Most of the NYC crew from the Eames Institute took a little field trip to 101 Spring Street yesterday. There was a lot I found beautiful, and a few things that gave me pause.
But one of the things I most enjoyed inspecting was Donald Judd’s big 14-seater whitewood table in the kitchen / dining space on the second floor. Clearly well-loved, and slightly more rough-and-ready than some of his other furniture. It was good fun to have a close look at the dining chairs too, though I’m more interested in the form there. Don’t look too comfortable.
This is a very broad overview of some points to consider if I ever want to make a Judd-esque table.
Overall dimensions of that table are possibly 9 feet × 5 feet × 30 inches. I say “possibly” because that is super approximate, based on an assumption that the chairs are about 13 inches wide and then eyeballing the rest. Would scale it down pretty drastically if I ever make something similar, don’t think I’ll ever live in a space substantial enough for a table that size.
Believe the entirety of the table is pine or a similar whitewood, though the table top does seem slightly different from the legs. Ages nicely over time, gets a nice velvety sheen and minor defects in the wood retain their charm.
The table top is seven parallel, almost seamlessly-joined planks. Not sure how they’re joined, dowels or biscuits could work well. Thickness was about 1½ inches I believe, possibly more. If I were making something similar, honestly I’d consider working with a sheet of Baltic birch plywood. It is pretty hard nowadays to find pine planks that I feel I could trust over time not to bow or cup significantly, particularly ones that long. It would be very hard to avoid though, there was a bit of warping in some of Judd’s furniture at 101 Spring Street. Even the meticulous aren’t immune, time takes its toll.

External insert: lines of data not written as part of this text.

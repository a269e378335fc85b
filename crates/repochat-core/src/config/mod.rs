mod env;
mod types;

#[cfg(test)]
mod tests;

pub use types::*;

use std::path::{Path, PathBuf};

use crate::template;

#[derive(Debug, thiserror::Error)]
pub enum ConfigError {
    #[error("failed to read config file {}: {source}", path.display())]
    Read {
        path: PathBuf,
        source: std::io::Error,
    },

    #[error("failed to parse config file: {0}")]
    Parse(#[from] toml::de::Error),

    #[error("invalid configuration: {0}")]
    Invalid(String),
}

impl Config {
    /// Load configuration from a TOML file with env var overrides.
    ///
    /// Falls back to defaults when the file does not exist.
    ///
    /// # Errors
    ///
    /// Returns an error if the file exists but cannot be read or parsed.
    pub fn load(path: &Path) -> Result<Self, ConfigError> {
        let mut config = if path.exists() {
            let content = std::fs::read_to_string(path).map_err(|source| ConfigError::Read {
                path: path.to_path_buf(),
                source,
            })?;
            toml::from_str::<Self>(&content)?
        } else {
            tracing::debug!(path = %path.display(), "config file not found, using defaults");
            Self::default()
        };

        config.apply_env_overrides();
        Ok(config)
    }

    /// Check cross-field constraints that serde cannot express.
    ///
    /// # Errors
    ///
    /// Returns `ConfigError::Invalid` describing the first violated constraint.
    pub fn validate(&self) -> Result<(), ConfigError> {
        let r = &self.retrieval;
        if r.top_k == 0 {
            return Err(ConfigError::Invalid("retrieval.top_k must be > 0".into()));
        }
        if r.rerank_candidates < r.top_k {
            return Err(ConfigError::Invalid(format!(
                "retrieval.rerank_candidates ({}) must be >= retrieval.top_k ({})",
                r.rerank_candidates, r.top_k
            )));
        }
        if r.chunk_size == 0 || r.chunk_overlap >= r.chunk_size {
            return Err(ConfigError::Invalid(format!(
                "retrieval.chunk_overlap ({}) must be smaller than retrieval.chunk_size ({})",
                r.chunk_overlap, r.chunk_size
            )));
        }
        template::validate(&self.prompt.template)
            .map_err(|e| ConfigError::Invalid(e.to_string()))?;
        if self.repos.extensions.iter().all(|e| e.trim().is_empty()) {
            return Err(ConfigError::Invalid(
                "repos.extensions must list at least one extension".into(),
            ));
        }
        Ok(())
    }
}
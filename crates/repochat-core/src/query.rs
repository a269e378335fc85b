//! Retrieval-augmented question answering over one loaded repository.

use repochat_index::Retriever;
use repochat_index::rerank::{Reranker, rerank_chunks};
use repochat_index::retriever::format_context;
use repochat_llm::provider::{ChatStream, LlmProvider, Message};

use crate::error::QueryError;
use crate::template::PromptTemplate;

/// Index + LLM + prompt template, with an optional cross-encoder pass.
///
/// Stateless across calls: every [`query`](Self::query) retrieves, fills the
/// template and opens a fresh answer stream.
pub struct QueryEngine<P: LlmProvider, R: Reranker> {
    llm: P,
    retriever: Retriever<P>,
    template: PromptTemplate,
    reranker: Option<R>,
    rerank_candidates: usize,
}

impl<P: LlmProvider, R: Reranker> QueryEngine<P, R> {
    #[must_use]
    pub fn new(llm: P, retriever: Retriever<P>, template: PromptTemplate) -> Self {
        Self {
            llm,
            retriever,
            template,
            reranker: None,
            rerank_candidates: 0,
        }
    }

    /// Retrieve `candidates` chunks by similarity and let `reranker` pick the final `top_k`.
    #[must_use]
    pub fn with_reranker(mut self, reranker: R, candidates: usize) -> Self {
        self.reranker = Some(reranker);
        self.rerank_candidates = candidates;
        self
    }

    #[must_use]
    pub fn retriever(&self) -> &Retriever<P> {
        &self.retriever
    }

    /// Build the filled prompt for `question`.
    ///
    /// # Errors
    ///
    /// Returns `QueryError::Retrieval` if embedding the question or searching fails.
    pub async fn prompt(&self, question: &str) -> Result<String, QueryError> {
        let k = self.retriever.top_k();
        let hits = match &self.reranker {
            None => self.retriever.retrieve(question).await?,
            Some(reranker) => {
                let n = self.rerank_candidates.max(k);
                let candidates = self.retriever.retrieve_n(question, n).await?;
                match rerank_chunks(reranker, question, candidates.clone(), k).await {
                    Ok(reranked) => reranked,
                    Err(e) => {
                        tracing::warn!("reranker failed, using similarity order: {e}");
                        let mut fallback = candidates;
                        fallback.truncate(k);
                        fallback
                    }
                }
            }
        };

        tracing::debug!(chunks = hits.len(), "context assembled");
        Ok(self.template.render(&format_context(&hits), question))
    }

    /// Answer `question` as a stream of text fragments.
    ///
    /// # Errors
    ///
    /// Returns `QueryError` if retrieval fails or the LLM rejects the request.
    /// Errors raised while the stream is consumed arrive as stream items.
    pub async fn query(&self, question: &str) -> Result<ChatStream, QueryError> {
        let prompt = self.prompt(question).await?;
        let stream = self.llm.chat_stream(&[Message::user(prompt)]).await?;
        Ok(stream)
    }
}

#[cfg(test)]
mod tests {
    use std::time::Duration;

    use repochat_index::IndexBuilder;
    use repochat_index::document::{Document, DocumentMetadata};
    use repochat_index::rerank::{CrossEncoderReranker, RerankHit};
    use repochat_llm::mock::MockProvider;
    use repochat_llm::provider::Role;
    use tokio_stream::StreamExt;
    use wiremock::matchers::{method, path};
    use wiremock::{Mock, MockServer, ResponseTemplate};

    use super::*;

    struct ReverseReranker;

    impl Reranker for ReverseReranker {
        #[allow(clippy::cast_precision_loss)]
        async fn rerank(
            &self,
            _query: &str,
            documents: &[String],
            top_n: usize,
        ) -> repochat_index::Result<Vec<RerankHit>> {
            Ok((0..documents.len())
                .rev()
                .take(top_n)
                .map(|index| RerankHit {
                    index,
                    score: 1.0 / (index as f32 + 1.0),
                })
                .collect())
        }
    }

    fn doc(path: &str, content: &str) -> Document {
        Document {
            content: content.to_owned(),
            metadata: DocumentMetadata {
                source: format!("/repos/acme/widgets/{path}"),
                file_path: path.to_owned(),
                content_type: "text/plain".to_owned(),
            },
        }
    }

    fn provider() -> MockProvider {
        MockProvider::with_responses(vec!["It uses postgres.".into()])
            .with_keyword_embeddings(["router", "database", "widget", "cache"])
    }

    async fn retriever(provider: &MockProvider, top_k: usize) -> Retriever<MockProvider> {
        let docs = vec![
            doc("routes.py", "The router maps paths to handlers."),
            doc("db.py", "Opens the database pool. The database is postgres."),
            doc("ui.js", "Renders a widget. The widget has a database badge."),
            doc("cache.py", "An LRU cache in front of the database."),
        ];
        let index = IndexBuilder::default()
            .build(&docs, provider)
            .await
            .unwrap();
        Retriever::new(index, provider.clone(), top_k)
    }

    async fn engine(top_k: usize) -> (QueryEngine<MockProvider, ReverseReranker>, MockProvider) {
        let p = provider();
        let r = retriever(&p, top_k).await;
        (QueryEngine::new(p.clone(), r, PromptTemplate::default()), p)
    }

    fn context_files(prompt: &str) -> Vec<&str> {
        prompt
            .lines()
            .filter_map(|l| l.strip_prefix("file_path: "))
            .collect()
    }

    #[tokio::test]
    async fn prompt_contains_question_context_and_fallback() {
        let (engine, _) = engine(2).await;
        let prompt = engine.prompt("Which database is used?").await.unwrap();

        assert!(prompt.contains("Query: Which database is used?\nAnswer: "));
        assert!(prompt.contains("file_path: db.py\n\nOpens the database pool."));
        assert!(prompt.contains("I don't know!"));
    }

    #[tokio::test]
    async fn context_holds_at_most_k_chunks_in_similarity_order() {
        let (engine, _) = engine(2).await;
        let prompt = engine.prompt("database").await.unwrap();
        let files = context_files(&prompt);
        assert_eq!(files.len(), 2);
        assert_eq!(files[0], "db.py");
    }

    #[tokio::test]
    async fn query_streams_answer_from_single_user_message() {
        let (engine, p) = engine(2).await;
        let mut stream = engine.query("Which database?").await.unwrap();

        let mut answer = String::new();
        while let Some(chunk) = stream.next().await {
            answer.push_str(&chunk.unwrap());
        }
        assert_eq!(answer, "It uses postgres.");

        let received = p.received();
        assert_eq!(received.len(), 1);
        assert_eq!(received[0].len(), 1);
        assert_eq!(received[0][0].role, Role::User);
        assert!(received[0][0].content.contains("Query: Which database?"));
    }

    #[tokio::test]
    async fn reranker_reorders_candidates() {
        let p = provider();
        let r = retriever(&p, 2).await;
        let engine = QueryEngine::new(p, r, PromptTemplate::default()).with_reranker(ReverseReranker, 4);

        let similarity = engine.retriever().retrieve_n("database", 4).await.unwrap();
        let prompt = engine.prompt("database").await.unwrap();
        let files = context_files(&prompt);

        assert_eq!(files.len(), 2);
        assert_eq!(files[0], similarity[3].chunk.metadata.file_path);
        assert_eq!(files[1], similarity[2].chunk.metadata.file_path);
    }

    #[tokio::test]
    async fn failing_reranker_falls_back_to_similarity() {
        let server = MockServer::start().await;
        Mock::given(method("POST"))
            .and(path("/v1/rerank"))
            .respond_with(ResponseTemplate::new(503))
            .expect(1)
            .mount(&server)
            .await;

        let p = provider();
        let r = retriever(&p, 2).await;
        let reranker = CrossEncoderReranker::new(
            &server.uri(),
            "bge-reranker-large".into(),
            Duration::from_secs(5),
        );
        let engine = QueryEngine::new(p, r, PromptTemplate::default()).with_reranker(reranker, 4);

        let prompt = engine.prompt("database").await.unwrap();
        let files = context_files(&prompt);
        assert_eq!(files.len(), 2);
        assert_eq!(files[0], "db.py");
    }

    #[tokio::test]
    async fn custom_template_is_used() {
        let p = provider();
        let r = retriever(&p, 1).await;
        let template = PromptTemplate::new("Q={query_str}\nC={context_str}").unwrap();
        let engine: QueryEngine<_, ReverseReranker> = QueryEngine::new(p, r, template);

        let prompt = engine.prompt("router").await.unwrap();
        assert!(prompt.starts_with("Q=router\nC=file_path: routes.py"));
    }

    #[tokio::test]
    async fn embedding_failure_is_retrieval_error() {
        let p = provider();
        let index = IndexBuilder::default()
            .build(&[doc("a.py", "router")], &p)
            .await
            .unwrap();
        let mut failing = p.clone();
        failing.fail_embed = true;
        let engine: QueryEngine<_, ReverseReranker> = QueryEngine::new(
            p,
            Retriever::new(index, failing, 2),
            PromptTemplate::default(),
        );

        assert!(matches!(
            engine.query("router").await,
            Err(QueryError::Retrieval(_))
        ));
    }

    #[tokio::test]
    async fn llm_failure_is_llm_error() {
        let p = provider();
        let r = retriever(&p, 2).await;
        let mut llm = p.clone();
        llm.fail_chat = true;
        let engine: QueryEngine<_, ReverseReranker> =
            QueryEngine::new(llm, r, PromptTemplate::default());

        assert!(matches!(engine.query("router").await, Err(QueryError::Llm(_))));
    }
}
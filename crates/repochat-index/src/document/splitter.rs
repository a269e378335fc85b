use super::types::{Chunk, Document};

#[derive(Debug, Clone)]
pub struct SplitterConfig {
    pub chunk_size: usize,
    pub chunk_overlap: usize,
    pub sentence_aware: bool,
}

impl Default for SplitterConfig {
    fn default() -> Self {
        Self {
            chunk_size: 1024,
            chunk_overlap: 200,
            sentence_aware: true,
        }
    }
}

#[derive(Debug, Clone)]
pub struct TextSplitter {
    config: SplitterConfig,
}

impl Default for TextSplitter {
    fn default() -> Self {
        Self::new(SplitterConfig::default())
    }
}

impl TextSplitter {
    #[must_use]
    pub fn new(config: SplitterConfig) -> Self {
        Self { config }
    }

    /// Split a document into chunks of roughly `chunk_size` bytes.
    ///
    /// Whitespace-only documents produce no chunks.
    #[must_use]
    pub fn split(&self, document: &Document) -> Vec<Chunk> {
        let text = &document.content;
        if text.trim().is_empty() {
            return Vec::new();
        }

        let size = self.config.chunk_size.max(1);
        let pieces = if self.config.sentence_aware {
            let units: Vec<String> = split_sentences(text)
                .into_iter()
                .flat_map(|s| split_oversized(s, size))
                .collect();
            merge_sentences(&units, size, self.config.chunk_overlap)
        } else {
            split_chars(text, size, self.config.chunk_overlap)
        };

        pieces
            .into_iter()
            .filter(|p| !p.trim().is_empty())
            .enumerate()
            .map(|(i, content)| Chunk {
                content,
                metadata: document.metadata.clone(),
                chunk_index: i,
            })
            .collect()
    }
}

fn split_sentences(text: &str) -> Vec<String> {
    let mut sentences = Vec::new();
    let mut current = String::new();

    let chars: Vec<char> = text.chars().collect();
    let mut i = 0;

    while i < chars.len() {
        current.push(chars[i]);

        // paragraph break; in source files this separates top-level blocks
        if chars[i] == '\n' && i + 1 < chars.len() && chars[i + 1] == '\n' {
            current.push(chars[i + 1]);
            i += 1;
            if !current.trim().is_empty() {
                sentences.push(std::mem::take(&mut current));
            }
        } else if matches!(chars[i], '.' | '?' | '!')
            && i + 1 < chars.len()
            && chars[i + 1] == ' '
            && !current.trim().is_empty()
        {
            sentences.push(std::mem::take(&mut current));
        }

        i += 1;
    }

    if !current.trim().is_empty() {
        sentences.push(current);
    }

    sentences
}

/// Break a unit longer than `chunk_size` on line boundaries, and lines that are
/// still too long on char boundaries.
fn split_oversized(unit: String, chunk_size: usize) -> Vec<String> {
    if unit.len() <= chunk_size {
        return vec![unit];
    }

    let mut out = Vec::new();
    let mut current = String::new();
    for line in unit.split_inclusive('\n') {
        if !current.is_empty() && current.len() + line.len() > chunk_size {
            out.push(std::mem::take(&mut current));
        }
        if line.len() > chunk_size {
            out.extend(split_bytes(line, chunk_size));
        } else {
            current.push_str(line);
        }
    }
    if !current.is_empty() {
        out.push(current);
    }
    out
}

/// Pieces of at most `max_bytes` bytes (at least one char each) cut on char boundaries.
fn split_bytes(text: &str, max_bytes: usize) -> Vec<String> {
    let mut out = Vec::new();
    let mut current = String::new();
    for c in text.chars() {
        if !current.is_empty() && current.len() + c.len_utf8() > max_bytes {
            out.push(std::mem::take(&mut current));
        }
        current.push(c);
    }
    if !current.is_empty() {
        out.push(current);
    }
    out
}

/// Merge sentences into chunks, respecting size and overlap.
fn merge_sentences(sentences: &[String], chunk_size: usize, chunk_overlap: usize) -> Vec<String> {
    let mut chunks = Vec::new();
    let mut current = String::new();
    let mut window_start = 0;

    for (idx, sentence) in sentences.iter().enumerate() {
        if !current.is_empty() && current.len() + sentence.len() > chunk_size {
            chunks.push(std::mem::take(&mut current));

            // carry trailing sentences of the previous chunk as overlap
            let mut overlap_len = 0;
            let mut overlap_start = idx;
            for i in (window_start..idx).rev() {
                if overlap_len + sentences[i].len() > chunk_overlap {
                    break;
                }
                overlap_len += sentences[i].len();
                overlap_start = i;
            }
            for s in &sentences[overlap_start..idx] {
                current.push_str(s);
            }
            window_start = overlap_start;
        }

        current.push_str(sentence);
    }

    if !current.is_empty() {
        chunks.push(current);
    }

    chunks
}

fn split_chars(text: &str, chunk_size: usize, overlap: usize) -> Vec<String> {
    let mut chunks = Vec::new();
    let chars: Vec<char> = text.chars().collect();
    let step = chunk_size.saturating_sub(overlap).max(1);
    let mut start = 0;

    while start < chars.len() {
        let end = (start + chunk_size).min(chars.len());
        chunks.push(chars[start..end].iter().collect());
        if end == chars.len() {
            break;
        }
        start += step;
    }

    chunks
}
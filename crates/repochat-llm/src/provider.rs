use std::future::Future;
use std::pin::Pin;

use futures_core::Stream;
use serde::{Deserialize, Serialize};

use crate::error::LlmError;

/// Finite stream of response fragments. Ends when the model signals completion.
pub type ChatStream = Pin<Box<dyn Stream<Item = Result<String, LlmError>> + Send>>;

#[derive(Clone, Copy, Debug, PartialEq, Eq, Serialize, Deserialize)]
#[serde(rename_all = "lowercase")]
pub enum Role {
    System,
    User,
    Assistant,
}

#[derive(Clone, Debug, PartialEq, Eq, Serialize, Deserialize)]
pub struct Message {
    pub role: Role,
    pub content: String,
}

impl Message {
    #[must_use]
    pub fn user(content: impl Into<String>) -> Self {
        Self {
            role: Role::User,
            content: content.into(),
        }
    }
}

/// A chat model that answers in fragments, optionally paired with an
/// embedding model.
pub trait LlmProvider: Send + Sync {
    /// Send messages and receive the answer as a stream of fragments.
    ///
    /// # Errors
    ///
    /// Returns an error if the request cannot be started. Errors that occur
    /// after the first fragment are yielded by the stream itself.
    fn chat_stream(
        &self,
        messages: &[Message],
    ) -> impl Future<Output = Result<ChatStream, LlmError>> + Send;

    /// Compute an embedding vector for `text`.
    ///
    /// # Errors
    ///
    /// Returns an error if the provider has no embedding model or the request fails.
    fn embed(&self, text: &str) -> impl Future<Output = Result<Vec<f32>, LlmError>> + Send;

    fn supports_embeddings(&self) -> bool;

    fn name(&self) -> &str;
}
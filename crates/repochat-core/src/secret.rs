use std::fmt;

use serde::Deserialize;

/// Wrapper for sensitive strings with redacted Debug/Display.
#[derive(Clone, Deserialize)]
#[serde(transparent)]
pub struct Secret(String);

impl Secret {
    pub fn new(s: impl Into<String>) -> Self {
        Self(s.into())
    }

    #[must_use]
    pub fn expose(&self) -> &str {
        &self.0
    }
}

impl fmt::Debug for Secret {
    fn fmt(&self, f: &mut fmt::Formatter<'_>) -> fmt::Result {
        f.write_str("[REDACTED]")
    }
}

impl fmt::Display for Secret {
    fn fmt(&self, f: &mut fmt::Formatter<'_>) -> fmt::Result {
        f.write_str("[REDACTED]")
    }
}
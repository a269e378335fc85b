//! Repository indexing for retrieval-augmented chat.
//!
//! Loads a cloned repository into [`document::Document`]s, splits them into
//! chunks, embeds every chunk through an [`LlmProvider`](repochat_llm::LlmProvider)
//! and keeps the vectors in a brute-force cosine [`store::VectorIndex`]. Queries are
//! answered by the [`retriever::Retriever`], optionally reordered by a
//! cross-encoder [`rerank::Reranker`].

pub mod builder;
pub mod document;
pub mod error;
pub mod rerank;
pub mod retriever;
pub mod store;

pub use builder::IndexBuilder;
pub use error::{IndexError, Result};
pub use retriever::Retriever;
pub use store::{ScoredChunk, VectorIndex};
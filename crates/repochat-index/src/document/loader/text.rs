use std::path::Path;
use std::pin::Pin;

use super::super::{DEFAULT_MAX_FILE_SIZE, Document, DocumentError, DocumentLoader};
use super::{metadata_for, open_checked};

/// Reads source and markdown files as UTF-8, replacing invalid sequences.
pub struct TextLoader {
    pub max_file_size: u64,
}

impl Default for TextLoader {
    fn default() -> Self {
        Self {
            max_file_size: DEFAULT_MAX_FILE_SIZE,
        }
    }
}

fn content_type_for(ext: &str) -> &'static str {
    match ext.to_ascii_lowercase().as_str() {
        "md" | "markdown" => "text/markdown",
        "py" => "text/x-python",
        "js" | "mjs" | "cjs" => "text/javascript",
        "ts" | "tsx" => "text/typescript",
        _ => "text/plain",
    }
}

impl DocumentLoader for TextLoader {
    fn load(
        &self,
        path: &Path,
    ) -> Pin<Box<dyn std::future::Future<Output = Result<Vec<Document>, DocumentError>> + Send + '_>>
    {
        let path = path.to_path_buf();
        let max_size = self.max_file_size;
        Box::pin(async move {
            let path = open_checked(&path, max_size).await?;

            let ext = path.extension().and_then(|e| e.to_str()).unwrap_or("");
            let content_type = content_type_for(ext);

            let bytes = tokio::fs::read(&path).await?;
            let content = String::from_utf8_lossy(&bytes).into_owned();

            Ok(vec![Document {
                content,
                metadata: metadata_for(&path, content_type),
            }])
        })
    }

    fn supported_extensions(&self) -> &[&str] {
        &["py", "js", "ts", "md", "markdown", "txt"]
    }
}
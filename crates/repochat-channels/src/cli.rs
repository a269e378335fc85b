use std::collections::VecDeque;
use std::io::{Write, stderr, stdout};

use repochat_core::channel::{Channel, ChannelError, ChannelMessage};

use crate::line_editor::{self, ReadLineResult};

const PROMPT: &str = "You: ";
const ANSWER_PREFIX: &str = "Assistant: ";
const HISTORY_LIMIT: usize = 500;

/// In-memory input history for the line editor. Not persisted.
#[derive(Debug, Default)]
struct InputHistory {
    entries: VecDeque<String>,
}

impl InputHistory {
    fn snapshot(&self) -> Vec<String> {
        self.entries.iter().cloned().collect()
    }

    fn add(&mut self, line: &str) {
        if line.is_empty() || self.entries.back().is_some_and(|last| last == line) {
            return;
        }
        if self.entries.len() == HISTORY_LIMIT {
            self.entries.pop_front();
        }
        self.entries.push_back(line.to_owned());
    }
}

/// Terminal channel: questions on stdin, answers streamed to stdout,
/// progress on stderr.
#[derive(Debug, Default)]
pub struct CliChannel {
    history: InputHistory,
    answering: bool,
}

impl CliChannel {
    #[must_use]
    pub fn new() -> Self {
        Self::default()
    }
}

impl Channel for CliChannel {
    async fn recv(&mut self) -> Result<Option<ChannelMessage>, ChannelError> {
        loop {
            let entries = self.history.snapshot();
            let result = tokio::task::spawn_blocking(move || line_editor::read_line(PROMPT, &entries))
                .await
                .map_err(|e| ChannelError::Other(e.to_string()))?
                .map_err(ChannelError::Io)?;

            let line = match result {
                ReadLineResult::Interrupted => {
                    tracing::debug!("input interrupted");
                    return Ok(None);
                }
                ReadLineResult::Eof => {
                    tracing::debug!("input closed");
                    return Ok(None);
                }
                ReadLineResult::Line(l) => l,
            };

            let trimmed = line.trim();
            if trimmed.is_empty() {
                continue;
            }
            self.history.add(trimmed);
            return Ok(Some(ChannelMessage {
                text: trimmed.to_owned(),
            }));
        }
    }

    async fn send(&mut self, text: &str) -> Result<(), ChannelError> {
        let mut out = stdout().lock();
        writeln!(out, "{text}")?;
        out.flush()?;
        Ok(())
    }

    async fn send_chunk(&mut self, chunk: &str) -> Result<(), ChannelError> {
        let mut out = stdout().lock();
        if !self.answering {
            write!(out, "{ANSWER_PREFIX}")?;
            self.answering = true;
        }
        write!(out, "{chunk}")?;
        out.flush()?;
        Ok(())
    }

    async fn flush_chunks(&mut self) -> Result<(), ChannelError> {
        if self.answering {
            println!();
            self.answering = false;
        }
        Ok(())
    }

    async fn send_status(&mut self, text: &str) -> Result<(), ChannelError> {
        let mut err = stderr().lock();
        writeln!(err, "{text}")?;
        err.flush()?;
        Ok(())
    }
}

#[cfg(test)]
mod tests {
    use super::*;

    #[test]
    fn history_skips_empty_and_consecutive_duplicates() {
        let mut h = InputHistory::default();
        h.add("");
        h.add("/load https://github.com/a/b");
        h.add("/load https://github.com/a/b");
        h.add("why?");
        h.add("/load https://github.com/a/b");
        assert_eq!(
            h.snapshot(),
            vec![
                "/load https://github.com/a/b",
                "why?",
                "/load https://github.com/a/b"
            ]
        );
    }

    #[test]
    fn history_is_bounded() {
        let mut h = InputHistory::default();
        for i in 0..=HISTORY_LIMIT {
            h.add(&format!("q{i}"));
        }
        let entries = h.snapshot();
        assert_eq!(entries.len(), HISTORY_LIMIT);
        assert_eq!(entries[0], "q1");
    }

    #[tokio::test]
    async fn answer_prefix_printed_once_per_answer() {
        let mut ch = CliChannel::new();
        ch.send_chunk("Hel").await.unwrap();
        assert!(ch.answering);
        ch.send_chunk("lo").await.unwrap();
        ch.flush_chunks().await.unwrap();
        assert!(!ch.answering);
    }

    #[tokio::test]
    async fn flush_without_chunks_is_noop() {
        let mut ch = CliChannel::new();
        ch.flush_chunks().await.unwrap();
        assert!(!ch.answering);
    }

    #[tokio::test]
    async fn send_and_status_succeed() {
        let mut ch = CliChannel::default();
        ch.send("Data loaded successfully!").await.unwrap();
        ch.send_status("Loading widgets repository by acme...")
            .await
            .unwrap();
    }
}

The legs are made of two equal planks brought together with a butt joint, with the long edge of one affixed to the face of the other via three dowel joints. The dowel is exposed on the face of the plank, which I found pleasing. I think the dowels may have been ⅝ inch in diameter, though it’s very hard to say. If making something similar, would have to be very careful to select good pine as mentioned above.
The legs are affixed to the apron using two exposed dowels of an equal diameter to those mentioned above. Note that the exposed seam of the butt joint was always placed on the short side of the table, so the joint is not seen if observing the long side of the table. The apron itself is made up of square posts of wood, probably around 4×4 inches.
I wasn’t able to see the underside of the table, so I’m not sure how the apron is affixed to the table top or how the ends of the apron posts come together. To join it with the top, I would probably consider more dowels (unexposed this time) if I wanted to try to be “authentic”. But if aiming for speed, I might try pocket hole joints, or even a bunch of L brackets. For the ends of the apron posts, I have a feeling they’ve been mitered because the dowel joints connecting them to the legs are very evenly spaced. I doubt the ends actually joined together in any way because that doesn’t seem necessary.
Based on all of the above, including the extremely approximate dimensions of all sorts, this is a rough cut list. Measurements are actual, not nominal.
- Table top planks × 7 – 108 × 8½ × 1½ inches
- Leg planks × 8 – 28½ × 8 × 1½ inches
- Apron posts (long edge) × 2 – 105 × 4 × 4 inches
- Apron posts (short edge) × 2 – 65½ × 4 × 4 inches
Upon reflection, I think either the leg plank width or the table top plank width (or both) in the list above is a bit off… There would be an elegant simplicity if all of those planks were the same depth and width, but I think the table top planks seemed a bit narrower than the leg planks. Just ½ inch difference between the two doesn’t seem like enough of a difference though.
Based on common lumber sizes in the US and my approximate measurements above, I think the top planks in Judd’s actual table might be 2×8s and the legs might be 2x10s, but I’m not sure. If I were making a smaller table, I’d probably lean towards using 2×8s for both, or even consider 2×6s. The dowel placement wouldn’t be as elegant though, would have to draw it all up to get a feel for it and make sure to get proportionate apron posts.
Edit 18 December 2023: Lol, I should have looked on the Donald Judd Furniture website before writing all of this up. His “La Mansana Table” seems very similar to the dining table at 101 Spring Street, though the plans online are for a 14 foot table. With that table, the leg planks are roughly 12 inches wide, the overall height of the table is 30 inches, the width of the table is 56 inches, and the apron seems to be about 3½-4 inches square.